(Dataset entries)
- - - -

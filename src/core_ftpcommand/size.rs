use crate::helpers::resolve_virtual;
use crate::reply::Reply;
use crate::session::Session;
use crate::state::FtpState;

use super::utils::filter_veto_reply;

/// Handles the SIZE FTP command. The on-disk size is meaningless when a
/// length-changing filter is active, so TYPE A refuses outright.
pub async fn handle_size_command(state: &FtpState, session: &mut Session, arg: &str) -> Reply {
    if arg.is_empty() {
        return Reply::new(501, "Syntax error in parameters or arguments.");
    }
    if state.filters.modifies_length(session) {
        return filter_veto_reply("SIZE", session);
    }
    let path = resolve_virtual(&session.current_dir, arg);
    match state.fs.stat(&path).await {
        Ok(Some(entry)) if entry.directory => Reply::new(550, "Not a plain file."),
        Ok(Some(entry)) => Reply::new(213, entry.size.to_string()),
        Ok(None) => Reply::new(550, "File not found."),
        Err(e) => e.to_reply(),
    }
}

- - - -

_About this exercise_.
From the entries above, tally every line holding the string "crate". Give only the count.

_Response area_.
4